**Problem description**
Among the records that follow, find the line with "filename src/context.rs" and the line with "already being torn". Set down those lines and all lines between them exactly, without adding anything.
*** Begin section ***
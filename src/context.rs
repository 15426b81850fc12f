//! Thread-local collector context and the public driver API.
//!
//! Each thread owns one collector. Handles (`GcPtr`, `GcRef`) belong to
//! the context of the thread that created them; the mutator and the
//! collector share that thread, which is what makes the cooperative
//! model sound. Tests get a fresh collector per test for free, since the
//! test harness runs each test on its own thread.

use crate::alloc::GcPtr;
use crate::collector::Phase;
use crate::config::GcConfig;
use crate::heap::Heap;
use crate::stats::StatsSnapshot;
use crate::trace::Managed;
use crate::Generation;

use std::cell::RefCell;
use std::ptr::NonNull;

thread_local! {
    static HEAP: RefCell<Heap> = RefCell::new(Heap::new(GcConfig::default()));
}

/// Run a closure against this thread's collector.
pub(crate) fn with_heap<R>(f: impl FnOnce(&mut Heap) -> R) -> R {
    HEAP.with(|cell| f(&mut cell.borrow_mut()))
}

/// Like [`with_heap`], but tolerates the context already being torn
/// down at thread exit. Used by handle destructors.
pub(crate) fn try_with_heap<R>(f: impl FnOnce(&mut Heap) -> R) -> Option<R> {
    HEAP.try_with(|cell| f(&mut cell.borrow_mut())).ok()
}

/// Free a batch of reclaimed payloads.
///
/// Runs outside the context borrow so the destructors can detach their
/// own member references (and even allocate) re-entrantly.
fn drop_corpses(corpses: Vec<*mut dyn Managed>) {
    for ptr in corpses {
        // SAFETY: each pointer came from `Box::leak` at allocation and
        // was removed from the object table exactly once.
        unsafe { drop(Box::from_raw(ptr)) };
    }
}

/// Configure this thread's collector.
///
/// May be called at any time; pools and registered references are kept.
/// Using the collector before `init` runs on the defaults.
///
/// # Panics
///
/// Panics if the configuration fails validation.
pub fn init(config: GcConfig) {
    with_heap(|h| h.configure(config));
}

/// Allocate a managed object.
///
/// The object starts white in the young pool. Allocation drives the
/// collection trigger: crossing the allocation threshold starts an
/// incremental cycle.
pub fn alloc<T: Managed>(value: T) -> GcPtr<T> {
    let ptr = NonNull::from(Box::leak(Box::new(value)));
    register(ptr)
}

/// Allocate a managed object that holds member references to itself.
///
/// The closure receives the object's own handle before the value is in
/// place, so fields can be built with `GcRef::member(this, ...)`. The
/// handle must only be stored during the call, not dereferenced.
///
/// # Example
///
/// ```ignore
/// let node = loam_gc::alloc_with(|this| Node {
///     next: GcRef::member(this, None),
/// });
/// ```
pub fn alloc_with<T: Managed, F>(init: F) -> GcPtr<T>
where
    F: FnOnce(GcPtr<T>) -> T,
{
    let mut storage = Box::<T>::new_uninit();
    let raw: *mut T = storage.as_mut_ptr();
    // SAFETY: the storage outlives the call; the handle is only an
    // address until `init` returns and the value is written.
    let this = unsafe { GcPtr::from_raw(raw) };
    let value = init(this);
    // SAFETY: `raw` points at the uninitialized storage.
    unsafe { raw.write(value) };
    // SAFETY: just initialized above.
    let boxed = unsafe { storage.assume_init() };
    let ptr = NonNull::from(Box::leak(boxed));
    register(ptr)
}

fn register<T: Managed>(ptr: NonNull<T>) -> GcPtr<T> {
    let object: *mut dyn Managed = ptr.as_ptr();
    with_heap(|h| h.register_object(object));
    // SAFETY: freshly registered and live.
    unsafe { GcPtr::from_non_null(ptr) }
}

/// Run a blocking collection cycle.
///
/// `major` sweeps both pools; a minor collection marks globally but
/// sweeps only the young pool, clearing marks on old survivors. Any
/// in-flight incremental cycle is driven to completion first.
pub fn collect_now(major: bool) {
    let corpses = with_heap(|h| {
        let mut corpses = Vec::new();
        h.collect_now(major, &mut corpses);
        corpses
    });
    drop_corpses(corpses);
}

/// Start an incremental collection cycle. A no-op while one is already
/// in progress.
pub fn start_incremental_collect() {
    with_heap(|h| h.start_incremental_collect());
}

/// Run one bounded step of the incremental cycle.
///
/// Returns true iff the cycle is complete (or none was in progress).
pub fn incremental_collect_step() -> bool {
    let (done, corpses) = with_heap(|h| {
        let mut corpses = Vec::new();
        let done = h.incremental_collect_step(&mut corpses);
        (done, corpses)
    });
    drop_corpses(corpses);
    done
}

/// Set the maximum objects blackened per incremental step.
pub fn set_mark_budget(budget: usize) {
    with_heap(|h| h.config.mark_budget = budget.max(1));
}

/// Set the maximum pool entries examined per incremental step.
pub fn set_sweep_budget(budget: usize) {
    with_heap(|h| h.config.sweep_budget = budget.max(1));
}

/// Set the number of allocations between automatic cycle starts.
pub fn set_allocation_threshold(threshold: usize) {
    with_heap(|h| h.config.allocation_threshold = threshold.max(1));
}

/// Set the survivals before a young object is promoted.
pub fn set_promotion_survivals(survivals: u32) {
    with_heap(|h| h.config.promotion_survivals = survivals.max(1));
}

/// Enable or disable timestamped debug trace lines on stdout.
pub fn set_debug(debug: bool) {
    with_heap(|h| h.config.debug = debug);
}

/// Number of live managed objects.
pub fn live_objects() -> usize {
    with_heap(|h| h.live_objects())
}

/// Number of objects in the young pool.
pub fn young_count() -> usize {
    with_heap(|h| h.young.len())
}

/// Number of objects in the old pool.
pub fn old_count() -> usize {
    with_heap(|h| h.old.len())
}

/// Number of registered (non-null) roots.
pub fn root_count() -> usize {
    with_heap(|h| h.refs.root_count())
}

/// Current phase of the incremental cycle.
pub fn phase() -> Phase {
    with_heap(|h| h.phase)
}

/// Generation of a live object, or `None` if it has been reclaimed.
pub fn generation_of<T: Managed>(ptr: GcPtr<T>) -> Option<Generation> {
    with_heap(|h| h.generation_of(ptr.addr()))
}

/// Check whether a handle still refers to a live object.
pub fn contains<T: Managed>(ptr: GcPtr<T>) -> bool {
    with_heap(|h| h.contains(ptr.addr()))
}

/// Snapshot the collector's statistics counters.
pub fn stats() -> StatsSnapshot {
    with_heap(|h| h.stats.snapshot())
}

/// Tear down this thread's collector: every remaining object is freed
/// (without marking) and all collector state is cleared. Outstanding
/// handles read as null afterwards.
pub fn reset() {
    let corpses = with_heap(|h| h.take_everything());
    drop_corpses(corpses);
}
*** End section ***
*** Begin section ***
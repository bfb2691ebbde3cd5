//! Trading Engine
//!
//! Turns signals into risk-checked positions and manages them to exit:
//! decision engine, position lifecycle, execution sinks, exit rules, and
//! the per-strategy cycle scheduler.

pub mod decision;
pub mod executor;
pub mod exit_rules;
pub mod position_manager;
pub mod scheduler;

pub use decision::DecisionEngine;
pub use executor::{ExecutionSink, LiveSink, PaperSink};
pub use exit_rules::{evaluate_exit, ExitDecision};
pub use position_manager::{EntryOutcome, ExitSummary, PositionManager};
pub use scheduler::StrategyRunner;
*** End section ***
**Your solution**
filename src/context.rs
repository 15426b81850fc12f
//! Thread-local collector context and the public driver API.
//!
//! Each thread owns one collector. Handles (`GcPtr`, `GcRef`) belong to
//! the context of the thread that created them; the mutator and the
//! collector share that thread, which is what makes the cooperative
//! model sound. Tests get a fresh collector per test for free, since the
//! test harness runs each test on its own thread.

use crate::alloc::GcPtr;
use crate::collector::Phase;
use crate::config::GcConfig;
use crate::heap::Heap;
use crate::stats::StatsSnapshot;
use crate::trace::Managed;
use crate::Generation;

use std::cell::RefCell;
use std::ptr::NonNull;

thread_local! {
    static HEAP: RefCell<Heap> = RefCell::new(Heap::new(GcConfig::default()));
}

/// Run a closure against this thread's collector.
pub(crate) fn with_heap<R>(f: impl FnOnce(&mut Heap) -> R) -> R {
    HEAP.with(|cell| f(&mut cell.borrow_mut()))
}

/// Like [`with_heap`], but tolerates the context already being torn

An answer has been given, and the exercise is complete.